La nostalgie, dans la voix de Bokese, est palpable lorsqu’il évoque l’âge d’or du Daring Club Motema Pembe. Il rappelle avec émotion le slogan sacré, porté par la légendaire figure de feu Maître Toro : « Daring uni et imbattable ». Ce cri de ralliement, qui galvanisait les foules et terrorisait les adversaires, semble appartenir à un passé révolu. « Je ne sais pas si Papa Toro est parti avec », lance-t-il, mi-figue mi-raisin, soulignant par cette formule la disparition d’un état d’esprit. Cette unité club football était le ciment de leurs plus grands triomphes. Sans elle, que reste-t-il ? Un groupe d’individus, pas une équipe ; des supporters éparpillés, pas une famille.
Le diagnostic de l’ancien capitaine est implacable. Les turbulences administratives, les litiges avec d’anciens joueurs et entraîneurs, ont certes fragilisé l’édifice. Mais le mal le plus profond réside dans le positionnement des fans. Lorsque les tribunes se divisent en chapelles soutenant tel ou tel dirigeant, l’énergie se disperse, la ferveur faiblit.

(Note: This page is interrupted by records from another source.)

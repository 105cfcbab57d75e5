//! Bridge tests against `/bin/sh` standing in for the APL interpreter.
//!
//! The shutdown directive is configurable precisely so these tests can use
//! a shell-friendly one.
#![cfg(unix)]

use aplcd_mcp::bridge::{AplBridge, ProcessResult};
use aplcd_mcp::config::ServerConfig;
use aplcd_mcp::errors::AplcdError;
use serde_json::json;

fn sh_bridge(timeout_secs: u64) -> AplBridge {
    AplBridge::new(&ServerConfig {
        interpreter: Some("/bin/sh".to_string()),
        workdir: Some(std::env::temp_dir()),
        timeout_secs,
        shutdown_directive: "true".to_string(),
    })
}

#[tokio::test]
async fn test_parsed_object_from_stdout() {
    let bridge = sh_bridge(5);
    let result = bridge
        .execute(r#"echo '{"total_dependencies": 14, "parallel_tasks": 9}'"#)
        .await
        .unwrap();
    assert_eq!(
        result,
        ProcessResult::Parsed(json!({"total_dependencies": 14, "parallel_tasks": 9}))
    );
}

#[tokio::test]
async fn test_object_found_amid_session_noise() {
    let bridge = sh_bridge(5);
    let result = bridge
        .execute("echo 'clear ws'; echo '{\"speedup\": \"56x faster\"}'; echo done-ish")
        .await
        .unwrap();
    // Greedy scan still lands on the single object literal.
    assert_eq!(result, ProcessResult::Parsed(json!({"speedup": "56x faster"})));
}

#[tokio::test]
async fn test_raw_fallback_is_trimmed() {
    let bridge = sh_bridge(5);
    let result = bridge.execute("echo '  BUILD ORDER: A B C  '").await.unwrap();
    assert_eq!(result, ProcessResult::Raw("BUILD ORDER: A B C".to_string()));
}

#[tokio::test]
async fn test_stderr_participates_in_scan() {
    let bridge = sh_bridge(5);
    let result = bridge
        .execute(r#"echo '{"status": "SUCCESS"}' >&2"#)
        .await
        .unwrap();
    assert_eq!(result, ProcessResult::Parsed(json!({"status": "SUCCESS"})));
}

#[tokio::test]
async fn test_nonzero_exit_carries_stderr() {
    let bridge = sh_bridge(5);
    let err = bridge
        .execute("echo 'SYNTAX ERROR' >&2; exit 3")
        .await
        .unwrap_err();
    match err {
        AplcdError::Interpreter { stderr } => assert_eq!(stderr, "SYNTAX ERROR"),
        other => panic!("expected Interpreter error, got {other}"),
    }
}

#[tokio::test]
async fn test_hung_interpreter_times_out() {
    let bridge = sh_bridge(1);
    let err = bridge.execute("sleep 30").await.unwrap_err();
    match err {
        AplcdError::Timeout { secs } => assert_eq!(secs, 1),
        other => panic!("expected Timeout error, got {other}"),
    }
}

#[tokio::test]
async fn test_missing_interpreter_fails_to_spawn() {
    let bridge = AplBridge::new(&ServerConfig {
        interpreter: Some("/nonexistent/path/to/mapl".to_string()),
        workdir: Some(std::env::temp_dir()),
        ..Default::default()
    });
    let err = bridge.execute("whatever").await.unwrap_err();
    match err {
        AplcdError::Spawn { command, .. } => {
            assert_eq!(command, "/nonexistent/path/to/mapl");
        }
        other => panic!("expected Spawn error, got {other}"),
    }
}

#[tokio::test]
async fn test_back_to_back_calls_are_independent() {
    let failing = sh_bridge(5);
    let first = failing.execute("exit 1").await;
    assert!(first.is_err());

    // A failed invocation leaves nothing behind; the next call spawns a
    // fresh process and succeeds.
    let second = failing
        .execute(r#"echo '{"analysis_time": "5ms"}'"#)
        .await
        .unwrap();
    assert_eq!(second, ProcessResult::Parsed(json!({"analysis_time": "5ms"})));
}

Comment un groupe peut-il se battre pour une cause commune si ses propres supporters sont en guerre froide ? L’appel de Gladys Bokese est avant tout un rappel à l’ordre : le DCMP est une entité qui doit survivre à ses gestionnaires, successifs et éphémères. Les dirigeants passent, le club demeure. Cette vérité fondamentale semble s’être perdue dans les méandres des rivalités et des egos.
L’histoire du Daring est pourtant écrite en lettres de feu et de ferveur. Les grands moments, les titres conquis, les exploits inoubliables sont tous le fruit d’une symbiose parfaite entre le terrain et les gradins. Aujourd’hui, cet équilibre est rompu. La mise en garde de Bokese est pleine de sens et résonne comme un ultime avertissement avant l’effondrement. Retrouver l’esprit du « Daring uni et imbattable » n’est pas une option esthétique, c’est une condition sine qua non de la résurrection. Les joueurs, souvent pointés du doigt, peuvent-ils retrouver la flamme si le feu sacré ne brûle plus dans le cœur de leurs fans ?
La balle est désormais dans le camp de la grande famille Imanienne. L’intervention de l’une de ses légendes vivantes, Gladys Bokese, aura-t-elle le pouvoir de faire taire les discordes et de rallumer l’étincelle ? Le chemin vers la rédemption sera long, semé d’embûches, surtout avec une équipe handicapée par un lourd déficit de points. Mais il commence par un choix simple, celui que propose l’ancien défenseur : remettre le club, et seulement le club, au centre de toutes les préoccupations. L’unité club football n’est pas un vieux slogan poussiéreux, c’est le seul remède à la crise. Si les Vert et Blanc parviennent à réapprendre cette leçon fondamentale, alors, peut-être, pourront-ils renaître de leurs cendres et écrire un nouveau chapitre de leur glorieuse histoire. Le temps n’est plus aux querelles de clocher, mais à la reconquête collective. L’appel est lancé. La réponse appartient désormais aux vrais supporters Imaniens.